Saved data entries
● ● ●

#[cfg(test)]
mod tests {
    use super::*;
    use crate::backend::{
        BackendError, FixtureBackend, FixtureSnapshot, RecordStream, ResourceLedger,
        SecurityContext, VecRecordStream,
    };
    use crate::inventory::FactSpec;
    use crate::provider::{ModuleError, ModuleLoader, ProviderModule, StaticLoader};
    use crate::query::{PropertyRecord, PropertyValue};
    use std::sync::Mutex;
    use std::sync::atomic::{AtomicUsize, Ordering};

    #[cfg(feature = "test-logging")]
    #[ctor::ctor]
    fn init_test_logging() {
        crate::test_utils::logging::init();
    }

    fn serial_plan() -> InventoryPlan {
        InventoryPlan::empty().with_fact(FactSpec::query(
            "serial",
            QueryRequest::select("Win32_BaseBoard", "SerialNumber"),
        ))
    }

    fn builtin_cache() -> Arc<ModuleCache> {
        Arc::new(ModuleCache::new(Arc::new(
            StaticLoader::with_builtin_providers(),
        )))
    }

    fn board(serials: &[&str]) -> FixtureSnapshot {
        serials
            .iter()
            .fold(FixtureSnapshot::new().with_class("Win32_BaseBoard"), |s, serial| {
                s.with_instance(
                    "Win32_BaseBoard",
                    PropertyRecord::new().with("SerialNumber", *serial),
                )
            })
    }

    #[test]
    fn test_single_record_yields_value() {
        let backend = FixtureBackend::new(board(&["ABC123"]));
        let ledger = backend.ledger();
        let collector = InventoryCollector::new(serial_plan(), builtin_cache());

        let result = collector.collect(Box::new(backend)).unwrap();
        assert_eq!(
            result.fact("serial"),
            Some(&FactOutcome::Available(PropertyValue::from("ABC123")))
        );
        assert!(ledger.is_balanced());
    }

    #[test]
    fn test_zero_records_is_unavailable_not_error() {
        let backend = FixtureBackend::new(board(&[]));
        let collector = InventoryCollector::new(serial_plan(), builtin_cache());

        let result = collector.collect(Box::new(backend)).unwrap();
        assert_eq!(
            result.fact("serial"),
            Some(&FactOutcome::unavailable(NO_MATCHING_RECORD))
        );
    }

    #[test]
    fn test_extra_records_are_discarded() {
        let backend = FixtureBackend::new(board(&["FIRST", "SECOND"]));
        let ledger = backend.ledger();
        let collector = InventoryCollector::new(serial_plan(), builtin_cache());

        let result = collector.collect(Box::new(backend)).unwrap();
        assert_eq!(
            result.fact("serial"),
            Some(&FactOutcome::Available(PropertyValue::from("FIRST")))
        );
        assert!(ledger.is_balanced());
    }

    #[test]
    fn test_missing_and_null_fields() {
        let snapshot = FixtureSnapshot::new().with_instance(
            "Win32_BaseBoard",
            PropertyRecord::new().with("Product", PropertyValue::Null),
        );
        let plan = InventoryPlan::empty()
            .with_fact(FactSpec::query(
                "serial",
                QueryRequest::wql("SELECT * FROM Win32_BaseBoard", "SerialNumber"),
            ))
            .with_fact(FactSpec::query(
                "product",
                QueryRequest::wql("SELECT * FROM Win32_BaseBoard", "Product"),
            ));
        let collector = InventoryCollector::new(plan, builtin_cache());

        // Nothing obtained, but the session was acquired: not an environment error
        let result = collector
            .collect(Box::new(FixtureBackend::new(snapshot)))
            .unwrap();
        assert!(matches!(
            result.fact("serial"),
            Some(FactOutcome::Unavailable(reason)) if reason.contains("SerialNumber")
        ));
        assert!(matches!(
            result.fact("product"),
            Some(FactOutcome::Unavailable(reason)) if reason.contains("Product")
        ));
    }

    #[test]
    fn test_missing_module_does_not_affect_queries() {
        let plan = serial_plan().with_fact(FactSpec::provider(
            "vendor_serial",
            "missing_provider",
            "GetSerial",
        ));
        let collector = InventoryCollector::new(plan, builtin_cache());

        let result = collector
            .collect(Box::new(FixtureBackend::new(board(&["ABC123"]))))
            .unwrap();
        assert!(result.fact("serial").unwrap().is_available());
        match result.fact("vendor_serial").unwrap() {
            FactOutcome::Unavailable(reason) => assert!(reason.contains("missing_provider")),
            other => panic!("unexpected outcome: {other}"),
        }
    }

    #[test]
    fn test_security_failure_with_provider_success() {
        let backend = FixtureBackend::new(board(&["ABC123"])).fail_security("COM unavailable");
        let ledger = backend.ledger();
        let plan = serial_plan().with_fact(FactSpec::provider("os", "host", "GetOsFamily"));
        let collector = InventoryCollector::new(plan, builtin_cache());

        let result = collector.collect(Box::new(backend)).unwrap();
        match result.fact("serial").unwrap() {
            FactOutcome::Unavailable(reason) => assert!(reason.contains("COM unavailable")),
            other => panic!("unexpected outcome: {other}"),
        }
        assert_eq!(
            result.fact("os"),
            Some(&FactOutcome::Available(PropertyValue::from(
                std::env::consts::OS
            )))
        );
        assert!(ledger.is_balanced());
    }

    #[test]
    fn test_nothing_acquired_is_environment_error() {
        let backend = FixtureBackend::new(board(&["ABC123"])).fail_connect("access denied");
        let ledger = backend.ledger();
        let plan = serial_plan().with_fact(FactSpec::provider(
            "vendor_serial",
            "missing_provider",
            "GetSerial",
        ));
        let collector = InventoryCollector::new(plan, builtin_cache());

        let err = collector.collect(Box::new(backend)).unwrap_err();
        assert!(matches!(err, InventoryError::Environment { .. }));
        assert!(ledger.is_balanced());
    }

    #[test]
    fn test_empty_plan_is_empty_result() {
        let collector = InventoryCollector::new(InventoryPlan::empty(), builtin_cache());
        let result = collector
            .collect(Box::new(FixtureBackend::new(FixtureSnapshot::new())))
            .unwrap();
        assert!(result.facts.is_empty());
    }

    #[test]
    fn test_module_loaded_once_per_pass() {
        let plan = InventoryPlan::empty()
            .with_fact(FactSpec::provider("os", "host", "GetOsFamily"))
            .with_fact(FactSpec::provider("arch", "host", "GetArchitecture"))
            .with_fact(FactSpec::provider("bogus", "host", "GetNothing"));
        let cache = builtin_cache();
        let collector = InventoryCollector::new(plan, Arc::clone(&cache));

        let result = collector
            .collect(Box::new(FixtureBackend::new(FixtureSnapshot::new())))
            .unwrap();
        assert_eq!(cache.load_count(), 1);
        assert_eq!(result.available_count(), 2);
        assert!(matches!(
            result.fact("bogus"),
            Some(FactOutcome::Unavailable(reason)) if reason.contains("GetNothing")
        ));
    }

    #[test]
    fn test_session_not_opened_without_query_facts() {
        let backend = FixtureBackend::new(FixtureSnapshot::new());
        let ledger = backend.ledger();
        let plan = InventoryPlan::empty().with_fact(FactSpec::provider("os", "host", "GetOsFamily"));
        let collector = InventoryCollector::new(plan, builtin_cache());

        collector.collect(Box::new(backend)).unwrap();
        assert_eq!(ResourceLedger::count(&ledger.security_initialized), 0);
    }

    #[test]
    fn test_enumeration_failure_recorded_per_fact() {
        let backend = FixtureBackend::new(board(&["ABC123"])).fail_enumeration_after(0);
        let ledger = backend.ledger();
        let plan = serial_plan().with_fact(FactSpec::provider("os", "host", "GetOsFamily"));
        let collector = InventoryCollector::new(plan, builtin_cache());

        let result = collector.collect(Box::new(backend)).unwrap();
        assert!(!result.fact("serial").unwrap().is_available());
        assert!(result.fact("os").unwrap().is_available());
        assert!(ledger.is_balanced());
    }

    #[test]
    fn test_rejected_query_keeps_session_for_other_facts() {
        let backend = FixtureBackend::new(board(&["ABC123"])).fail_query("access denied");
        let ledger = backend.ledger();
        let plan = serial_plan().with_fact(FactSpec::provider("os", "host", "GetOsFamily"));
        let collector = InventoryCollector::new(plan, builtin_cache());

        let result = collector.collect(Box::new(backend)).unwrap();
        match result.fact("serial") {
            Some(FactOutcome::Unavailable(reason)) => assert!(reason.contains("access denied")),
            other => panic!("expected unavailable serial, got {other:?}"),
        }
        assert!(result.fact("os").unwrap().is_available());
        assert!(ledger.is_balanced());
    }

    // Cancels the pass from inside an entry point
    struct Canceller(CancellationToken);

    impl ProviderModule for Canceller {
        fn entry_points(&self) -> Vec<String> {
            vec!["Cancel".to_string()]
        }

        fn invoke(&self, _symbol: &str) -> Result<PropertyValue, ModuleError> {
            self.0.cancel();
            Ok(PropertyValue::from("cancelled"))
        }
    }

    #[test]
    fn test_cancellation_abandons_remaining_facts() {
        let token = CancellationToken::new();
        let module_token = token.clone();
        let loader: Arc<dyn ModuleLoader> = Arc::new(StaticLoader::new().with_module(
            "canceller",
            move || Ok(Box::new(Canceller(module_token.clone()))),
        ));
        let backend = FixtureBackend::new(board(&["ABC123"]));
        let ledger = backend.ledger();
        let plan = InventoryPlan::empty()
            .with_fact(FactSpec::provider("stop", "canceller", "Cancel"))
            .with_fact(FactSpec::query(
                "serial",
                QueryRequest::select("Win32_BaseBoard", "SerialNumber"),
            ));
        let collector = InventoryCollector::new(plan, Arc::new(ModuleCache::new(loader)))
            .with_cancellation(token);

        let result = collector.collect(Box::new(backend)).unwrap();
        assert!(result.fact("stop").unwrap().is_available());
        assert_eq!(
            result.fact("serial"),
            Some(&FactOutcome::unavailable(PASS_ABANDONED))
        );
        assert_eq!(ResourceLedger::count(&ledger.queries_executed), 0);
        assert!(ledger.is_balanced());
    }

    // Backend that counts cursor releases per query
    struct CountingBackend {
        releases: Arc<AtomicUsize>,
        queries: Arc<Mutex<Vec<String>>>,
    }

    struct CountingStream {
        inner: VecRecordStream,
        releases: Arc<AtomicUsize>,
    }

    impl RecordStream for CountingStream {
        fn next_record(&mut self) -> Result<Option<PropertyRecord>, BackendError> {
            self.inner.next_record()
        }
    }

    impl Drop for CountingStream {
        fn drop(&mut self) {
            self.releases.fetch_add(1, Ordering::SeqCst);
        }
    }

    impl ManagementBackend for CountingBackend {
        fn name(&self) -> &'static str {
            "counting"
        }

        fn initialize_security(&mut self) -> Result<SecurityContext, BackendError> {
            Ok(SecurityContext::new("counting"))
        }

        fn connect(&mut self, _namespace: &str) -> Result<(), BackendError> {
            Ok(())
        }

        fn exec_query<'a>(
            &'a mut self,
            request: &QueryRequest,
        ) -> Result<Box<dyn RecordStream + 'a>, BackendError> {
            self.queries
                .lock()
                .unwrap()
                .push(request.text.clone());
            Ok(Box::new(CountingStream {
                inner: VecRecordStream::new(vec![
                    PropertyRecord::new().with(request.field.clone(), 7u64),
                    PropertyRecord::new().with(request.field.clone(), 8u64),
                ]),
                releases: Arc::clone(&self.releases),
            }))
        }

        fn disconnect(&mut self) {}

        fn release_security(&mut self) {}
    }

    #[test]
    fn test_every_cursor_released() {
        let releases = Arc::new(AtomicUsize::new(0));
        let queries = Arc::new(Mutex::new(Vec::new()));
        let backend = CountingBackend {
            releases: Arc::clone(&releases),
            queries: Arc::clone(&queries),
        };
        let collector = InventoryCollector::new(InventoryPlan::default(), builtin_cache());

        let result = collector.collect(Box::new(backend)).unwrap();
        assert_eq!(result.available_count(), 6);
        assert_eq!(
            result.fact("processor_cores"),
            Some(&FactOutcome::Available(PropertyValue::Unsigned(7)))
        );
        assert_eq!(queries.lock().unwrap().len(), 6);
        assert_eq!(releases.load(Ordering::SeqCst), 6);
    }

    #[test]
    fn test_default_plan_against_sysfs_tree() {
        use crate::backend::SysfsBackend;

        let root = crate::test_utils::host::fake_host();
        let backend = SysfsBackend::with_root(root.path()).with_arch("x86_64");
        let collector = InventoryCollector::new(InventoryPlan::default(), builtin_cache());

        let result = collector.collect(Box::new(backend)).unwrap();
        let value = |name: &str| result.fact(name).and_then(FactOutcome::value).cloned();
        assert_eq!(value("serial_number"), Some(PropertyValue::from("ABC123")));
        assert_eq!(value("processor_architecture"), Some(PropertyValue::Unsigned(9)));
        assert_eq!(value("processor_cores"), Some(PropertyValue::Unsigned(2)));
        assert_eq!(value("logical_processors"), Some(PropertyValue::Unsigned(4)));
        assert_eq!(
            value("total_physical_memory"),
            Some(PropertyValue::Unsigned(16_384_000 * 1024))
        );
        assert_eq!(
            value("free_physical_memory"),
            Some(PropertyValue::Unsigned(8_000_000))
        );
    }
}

● ● ●

Line count for the word "inner": please state how many lines of the records above contain it, and nothing else.

3